[[ Data for this task open ]]

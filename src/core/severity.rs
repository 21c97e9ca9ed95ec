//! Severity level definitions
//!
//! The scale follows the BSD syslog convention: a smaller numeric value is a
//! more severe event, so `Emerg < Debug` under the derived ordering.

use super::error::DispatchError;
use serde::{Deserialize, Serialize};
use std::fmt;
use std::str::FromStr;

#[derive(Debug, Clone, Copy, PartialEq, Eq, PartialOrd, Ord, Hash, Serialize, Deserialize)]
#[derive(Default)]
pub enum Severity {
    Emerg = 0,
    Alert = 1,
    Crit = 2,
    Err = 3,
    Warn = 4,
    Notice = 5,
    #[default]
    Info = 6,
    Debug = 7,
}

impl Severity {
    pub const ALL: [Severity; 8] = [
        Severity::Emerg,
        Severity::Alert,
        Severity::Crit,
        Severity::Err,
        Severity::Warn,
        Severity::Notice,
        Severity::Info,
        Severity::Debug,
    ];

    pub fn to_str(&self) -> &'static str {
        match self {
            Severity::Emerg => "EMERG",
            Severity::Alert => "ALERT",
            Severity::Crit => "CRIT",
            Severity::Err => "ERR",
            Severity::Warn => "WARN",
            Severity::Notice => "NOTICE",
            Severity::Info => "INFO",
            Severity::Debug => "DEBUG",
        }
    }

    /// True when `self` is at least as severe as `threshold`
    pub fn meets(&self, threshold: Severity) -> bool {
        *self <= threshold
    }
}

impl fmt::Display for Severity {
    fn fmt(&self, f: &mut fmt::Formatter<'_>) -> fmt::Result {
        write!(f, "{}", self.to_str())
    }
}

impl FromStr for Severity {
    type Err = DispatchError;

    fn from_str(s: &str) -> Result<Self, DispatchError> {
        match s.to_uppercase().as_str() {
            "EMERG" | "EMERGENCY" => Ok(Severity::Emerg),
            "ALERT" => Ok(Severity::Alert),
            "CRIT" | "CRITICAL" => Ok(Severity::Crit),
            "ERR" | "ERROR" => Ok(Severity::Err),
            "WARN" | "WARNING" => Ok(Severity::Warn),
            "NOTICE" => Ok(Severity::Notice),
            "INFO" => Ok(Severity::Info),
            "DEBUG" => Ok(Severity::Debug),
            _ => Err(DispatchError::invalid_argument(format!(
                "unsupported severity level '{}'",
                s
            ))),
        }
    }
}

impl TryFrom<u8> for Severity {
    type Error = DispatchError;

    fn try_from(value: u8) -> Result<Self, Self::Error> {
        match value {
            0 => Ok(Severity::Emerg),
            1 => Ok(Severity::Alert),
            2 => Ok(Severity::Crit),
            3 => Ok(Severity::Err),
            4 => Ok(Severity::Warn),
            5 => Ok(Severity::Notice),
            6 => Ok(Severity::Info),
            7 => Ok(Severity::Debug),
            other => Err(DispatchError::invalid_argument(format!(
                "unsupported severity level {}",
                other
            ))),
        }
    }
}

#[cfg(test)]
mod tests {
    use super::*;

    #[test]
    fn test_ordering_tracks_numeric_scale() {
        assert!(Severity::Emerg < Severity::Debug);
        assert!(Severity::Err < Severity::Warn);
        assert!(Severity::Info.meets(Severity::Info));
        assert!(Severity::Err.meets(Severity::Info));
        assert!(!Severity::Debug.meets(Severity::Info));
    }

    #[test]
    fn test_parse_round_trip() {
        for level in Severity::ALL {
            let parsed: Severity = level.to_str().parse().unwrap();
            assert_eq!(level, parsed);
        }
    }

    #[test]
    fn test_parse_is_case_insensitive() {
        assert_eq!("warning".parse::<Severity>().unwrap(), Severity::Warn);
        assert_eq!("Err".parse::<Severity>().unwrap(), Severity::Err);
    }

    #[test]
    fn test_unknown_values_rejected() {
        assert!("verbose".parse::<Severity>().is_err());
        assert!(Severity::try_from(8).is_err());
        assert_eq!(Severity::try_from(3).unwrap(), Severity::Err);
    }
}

[[ Data for this task closed ]]

* What needs to be done *
Copy the records above exactly, from the first line through the line containing "use std::str::FromStr;", and include nothing else.

* Expected answer *
filename src/core/severity.rs
repository 21c97e9ca9ed95ec
//! Severity level definitions
//!
//! The scale follows the BSD syslog convention: a smaller numeric value is a
//! more severe event, so `Emerg < Debug` under the derived ordering.

use super::error::DispatchError;
use serde::{Deserialize, Serialize};
use std::fmt;
use std::str::FromStr;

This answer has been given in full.